Scotland is dragging its heels behind the rest of the United Kingdom in the fight against child abuse in sport, a leading academic has claimed.
Celia Brackenridge, professor of sport and leisure at Cheltenham and Gloucester College of Higher Education, is concerned about the use of sport for access to children.
Having submitted a four-page report to the Cullen Inquiry in the aftermath of the Dunblane atrocity, she made a presentation to sports governing bodies in England on child abuse in sport in the summer.
Professor Brackenridge claims she offered her services to the Scottish Sports Council (SSC) earlier this year, only to be turned down.
Since then, she has been approached by the Sports Council in England, the Northern Ireland Sports Council and the Welsh Sports Council to lecture on the subject but the SSC has still not invited her to talk to governing bodies.
However, the SSC's Scottish Coaching Unit, which has close links with the National Coaching Foundation (NCF) in England, is now addressing the whole issue.
"It's a huge issue, particularly after Dunblane. We need to get together with governing bodies and local authorities and look at setting up regional workshops," said Liz Scoular, coaching development officer with the unit.
Professor Brackenridge is concerned that the media attention after the Cullen Inquiry focused on the gun issue and not on child protection in sport.
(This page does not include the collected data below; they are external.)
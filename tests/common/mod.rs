//! Shared fixtures: a throwaway CA and leaf certificates generated per
//! test run, written out as PEM files for the trust-store and local-cert
//! loading paths.

#![allow(dead_code)]

use openssl::asn1::Asn1Time;
use openssl::bn::{BigNum, MsbOption};
use openssl::hash::MessageDigest;
use openssl::nid::Nid;
use openssl::pkey::{PKey, Private};
use openssl::rsa::Rsa;
use openssl::x509::extension::{BasicConstraints, SubjectAlternativeName};
use openssl::x509::{X509, X509NameBuilder};
use std::io::Write;
use tempfile::NamedTempFile;

fn subject(cn: &str) -> openssl::x509::X509Name {
    let mut name = X509NameBuilder::new().unwrap();
    name.append_entry_by_nid(Nid::COMMONNAME, cn).unwrap();
    name.build()
}

fn random_serial() -> openssl::asn1::Asn1Integer {
    let mut bn = BigNum::new().unwrap();
    bn.rand(159, MsbOption::MAYBE_ZERO, false).unwrap();
    bn.to_asn1_integer().unwrap()
}

/// Self-signed CA certificate and key
pub fn ca(cn: &str) -> (X509, PKey<Private>) {
    let key = PKey::from_rsa(Rsa::generate(2048).unwrap()).unwrap();
    let name = subject(cn);

    let mut builder = X509::builder().unwrap();
    builder.set_version(2).unwrap();
    builder.set_serial_number(&random_serial()).unwrap();
    builder.set_subject_name(&name).unwrap();
    builder.set_issuer_name(&name).unwrap();
    builder.set_pubkey(&key).unwrap();
    builder
        .set_not_before(&Asn1Time::days_from_now(0).unwrap())
        .unwrap();
    builder
        .set_not_after(&Asn1Time::days_from_now(7).unwrap())
        .unwrap();
    builder
        .append_extension(BasicConstraints::new().critical().ca().build().unwrap())
        .unwrap();
    builder.sign(&key, MessageDigest::sha256()).unwrap();

    (builder.build(), key)
}

/// Leaf certificate signed by `ca`, with the given SAN DNS entries
pub fn issue(
    ca_cert: &X509,
    ca_key: &PKey<Private>,
    cn: &str,
    dns: &[&str],
) -> (X509, PKey<Private>) {
    let key = PKey::from_rsa(Rsa::generate(2048).unwrap()).unwrap();
    let name = subject(cn);

    let mut builder = X509::builder().unwrap();
    builder.set_version(2).unwrap();
    builder.set_serial_number(&random_serial()).unwrap();
    builder.set_subject_name(&name).unwrap();
    builder.set_issuer_name(ca_cert.subject_name()).unwrap();
    builder.set_pubkey(&key).unwrap();
    builder
        .set_not_before(&Asn1Time::days_from_now(0).unwrap())
        .unwrap();
    builder
        .set_not_after(&Asn1Time::days_from_now(7).unwrap())
        .unwrap();

    if !dns.is_empty() {
        let mut san = SubjectAlternativeName::new();
        for d in dns {
            san.dns(d);
        }
        let ext = san
            .build(&builder.x509v3_context(Some(ca_cert), None))
            .unwrap();
        builder.append_extension(ext).unwrap();
    }

    builder.sign(ca_key, MessageDigest::sha256()).unwrap();
    (builder.build(), key)
}

/// Certificate + private key in one PEM file (the local-cert format)
pub fn combined_pem(cert: &X509, key: &PKey<Private>) -> NamedTempFile {
    let mut file = NamedTempFile::new().unwrap();
    file.write_all(&cert.to_pem().unwrap()).unwrap();
    file.write_all(&key.private_key_to_pem_pkcs8().unwrap())
        .unwrap();
    file.flush().unwrap();
    file
}

/// Certificate-only PEM file (a CA bundle of one)
pub fn cert_pem(cert: &X509) -> NamedTempFile {
    let mut file = NamedTempFile::new().unwrap();
    file.write_all(&cert.to_pem().unwrap()).unwrap();
    file.flush().unwrap();
    file
}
She has been lobbying the Sports Council in England and the NCF on the subject for 10 years, and calculates that whereas the council spends Pounds 1 million a year on doping control and drug-testing procedures, there is no equivalent budget for child protection. She urges legal and financial resources to be made available more readily for this area.
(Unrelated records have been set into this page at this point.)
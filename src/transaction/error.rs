use thiserror::Error;

/// Errors from the transaction layer
#[derive(Debug, Error)]
pub enum TxError {
    #[error("Missing configuration: {0}")]
    ConfigMissing(&'static str),

    #[error("Invalid database URL")]
    InvalidDatabaseUrl,

    #[error("Invalid entity name: {0}")]
    InvalidEntityName(String),

    #[error("Transaction handle already finalized")]
    HandleClosed,

    #[error("Transaction handle does not belong to this resource")]
    ForeignHandle,

    #[error("Not found: {0}")]
    NotFound(String),

    #[error("Storage error: {0}")]
    Storage(String),

    /// Rollback itself failed while handling a nested failure; both errors
    /// are reported rather than either being swallowed.
    #[error("Rollback failed: {rollback} (while handling: {operation})")]
    RollbackFailed { operation: String, rollback: String },

    #[error(transparent)]
    Sqlx(#[from] sqlx::Error),
}
//! Ambient context store: per-call-tree typed slots that survive async
//! suspension points without leaking between concurrently interleaved tasks.
//!
//! Built on tokio's task-local storage, so a scope established at the root of
//! a logical operation is visible to every continuation it spawns and to
//! nothing else. Slots are keyed by type, same pattern as typed metadata on a
//! pipeline context.

use std::any::{Any, TypeId};
use std::collections::HashMap;
use std::future::Future;
use std::sync::{Arc, Mutex};

use tokio::task_local;

task_local! {
    static CURRENT: Arc<AmbientScope>;
}

type Slot = Arc<dyn Any + Send + Sync>;

/// A single ambient scope: typed slots plus an optional parent link.
///
/// Reads fall through to the parent chain; writes always land in the
/// innermost scope and vanish when it is torn down. This gives nested scopes
/// "same scope by default" read semantics while keeping writes local.
pub struct AmbientScope {
    parent: Option<Arc<AmbientScope>>,
    slots: Mutex<HashMap<TypeId, Slot>>,
}

impl AmbientScope {
    fn root() -> Self {
        Self {
            parent: None,
            slots: Mutex::new(HashMap::new()),
        }
    }

    fn child(parent: Arc<AmbientScope>) -> Self {
        Self {
            parent: Some(parent),
            slots: Mutex::new(HashMap::new()),
        }
    }

    fn put(&self, key: TypeId, value: Slot) {
        let mut slots = self.slots.lock().unwrap_or_else(|e| e.into_inner());
        slots.insert(key, value);
    }

    fn lookup(&self, key: TypeId) -> Option<Slot> {
        {
            let slots = self.slots.lock().unwrap_or_else(|e| e.into_inner());
            if let Some(value) = slots.get(&key) {
                return Some(Arc::clone(value));
            }
        }
        self.parent.as_ref().and_then(|parent| parent.lookup(key))
    }
}

/// Scope currently active on this logical task, if any.
pub fn current() -> Option<Arc<AmbientScope>> {
    CURRENT.try_with(Arc::clone).ok()
}

/// True when called anywhere inside a `run`/`run_isolated` call tree.
pub fn is_active() -> bool {
    CURRENT.try_with(|_| ()).is_ok()
}

/// Run `body` inside a child of the current scope (or a fresh root scope when
/// none is active).
///
/// Every continuation reachable from `body` observes the same scope, however
/// deeply nested or interleaved with unrelated tasks. The scope is torn down
/// deterministically when `body` completes; errors and panics propagate
/// unchanged.
pub async fn run<F>(body: F) -> F::Output
where
    F: Future,
{
    let scope = match current() {
        Some(parent) => AmbientScope::child(parent),
        None => AmbientScope::root(),
    };
    CURRENT.scope(Arc::new(scope), body).await
}

/// Run `body` in a fresh root scope, hiding any outer scope's slots.
pub async fn run_isolated<F>(body: F) -> F::Output
where
    F: Future,
{
    CURRENT.scope(Arc::new(AmbientScope::root()), body).await
}

/// Write a typed slot in the active scope.
///
/// Returns false (and does nothing) outside any scope, so boundary code can
/// call it unconditionally.
pub fn set<T: Send + Sync + 'static>(value: T) -> bool {
    match current() {
        Some(scope) => {
            scope.put(TypeId::of::<T>(), Arc::new(value));
            true
        }
        None => false,
    }
}

/// Read a typed slot, walking the parent chain. `None` outside any scope;
/// never panics.
pub fn get<T: Send + Sync + 'static>() -> Option<Arc<T>> {
    let scope = current()?;
    scope.lookup(TypeId::of::<T>())?.downcast::<T>().ok()
}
"To my mind, drug abuse was the sports problem of the 1980s and sexual abuse is the problem of the 1990s," Professor Brackenridge told The TES Scotland.
"We don't know if we're over-estimating or under-estimating, but I'm pretty confident it's more widespread in sport than is realised.
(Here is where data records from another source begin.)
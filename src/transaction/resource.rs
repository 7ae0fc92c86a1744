//! Contracts between the coordinator and the storage engine.
//!
//! The storage engine is an opaque transactional resource: it can begin a
//! physical transaction, finalize it exactly once, and hand out entity-scoped
//! accessors bound to a live transaction. Everything else about it (queries,
//! schema, pooling) is its own business.

use std::any::Any;
use std::fmt;
use std::sync::Arc;

use async_trait::async_trait;
use serde_json::{Map, Value};
use uuid::Uuid;

use crate::transaction::error::TxError;

/// Shared reference to a live physical transaction.
///
/// Exactly one owner (the coordinator invocation that opened it) finalizes
/// the transaction; everyone else borrows it read-only via the ambient scope.
pub type TxHandle = Arc<dyn TransactionHandle>;

/// Opaque reference to a live database transaction.
pub trait TransactionHandle: Send + Sync {
    /// Stable identity for logging and handle-equality checks.
    fn id(&self) -> Uuid;

    /// Entity-kind-scoped data accessor bound to this transaction.
    fn accessor(&self, entity_kind: &str) -> Result<Box<dyn DataAccessor>, TxError>;

    /// Concrete downcast hook for resource implementations.
    fn as_any(&self) -> &dyn Any;
}

impl fmt::Debug for dyn TransactionHandle {
    fn fmt(&self, f: &mut fmt::Formatter<'_>) -> fmt::Result {
        write!(f, "TransactionHandle({})", self.id())
    }
}

/// A provider of physical transactions.
///
/// The closure-style begin/commit contract is split into object-safe
/// primitives; the coordinator owns the commit-on-success /
/// rollback-on-failure composition. Finalizing a handle twice is an error
/// (`TxError::HandleClosed`), and finalization always releases the
/// underlying connection.
#[async_trait]
pub trait TransactionalResource: Send + Sync {
    /// Begin a new physical transaction.
    async fn begin(&self) -> Result<TxHandle, TxError>;

    /// Commit a transaction previously returned by `begin`.
    async fn commit(&self, handle: &TxHandle) -> Result<(), TxError>;

    /// Roll back a transaction previously returned by `begin`.
    async fn rollback(&self, handle: &TxHandle) -> Result<(), TxError>;
}

/// Entity-kind-scoped CRUD over JSON records, bound to one transaction.
#[async_trait]
pub trait DataAccessor: Send + Sync {
    async fn insert(&self, record: Map<String, Value>) -> Result<Map<String, Value>, TxError>;

    async fn update(
        &self,
        id: Uuid,
        changes: Map<String, Value>,
    ) -> Result<Map<String, Value>, TxError>;

    async fn delete(&self, id: Uuid) -> Result<(), TxError>;

    async fn select_one(&self, id: Uuid) -> Result<Option<Map<String, Value>>, TxError>;

    async fn select_all(&self) -> Result<Vec<Map<String, Value>>, TxError>;
}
"I've been accused of scare-mongering or conducting a witch-hunt, but it was shown when swimming coach Paul Hickson was convicted that these things are happening in sport."
After Dunblane, Professor Brackenridge conducted a survey of the parents of 186 young athletes aged 13-19 to determine what they knew of the coaches who instructed their children. While most knew of the coach's qualifications to teach their subject, few knew anything about their personal background.
The professor is in no doubt that sport has been used as a vehicle to get access to children and pointed out in her submission to the Cullen Inquiry that the killer Thomas Hamilton used voluntary sport organisations to gain access to children.
She pointed out that voluntary organisations fall outside the regulatory framework for child protection which applies to public sector employees. Whereas the Scout movement had managed to prevent him re-joining, there were no prevention systems in place in a sports context.
"The problem in sport is that the sports councils see it as a problem for the governing bodies and the governing bodies believe it is something for the sports councils and it is batted between the two. Things are starting to be done but it is too little, too late," Professor Brackenridge continued.
The NCF, in partnership with the National Society of Prevention of Cruelty to Children (NSPCC), have now printed leaflets and posters on "Protecting Children From Abuse" which have been distributed to the sports governing bodies in England. At present, only Glasgow City Council from Scotland has requested a substantial supply.
In the autumn, the NCF is to begin a programme of training up tutors in the subject who will train coaches at local sports centres and within local authorities in England.
But Scotland still has some catching up to do.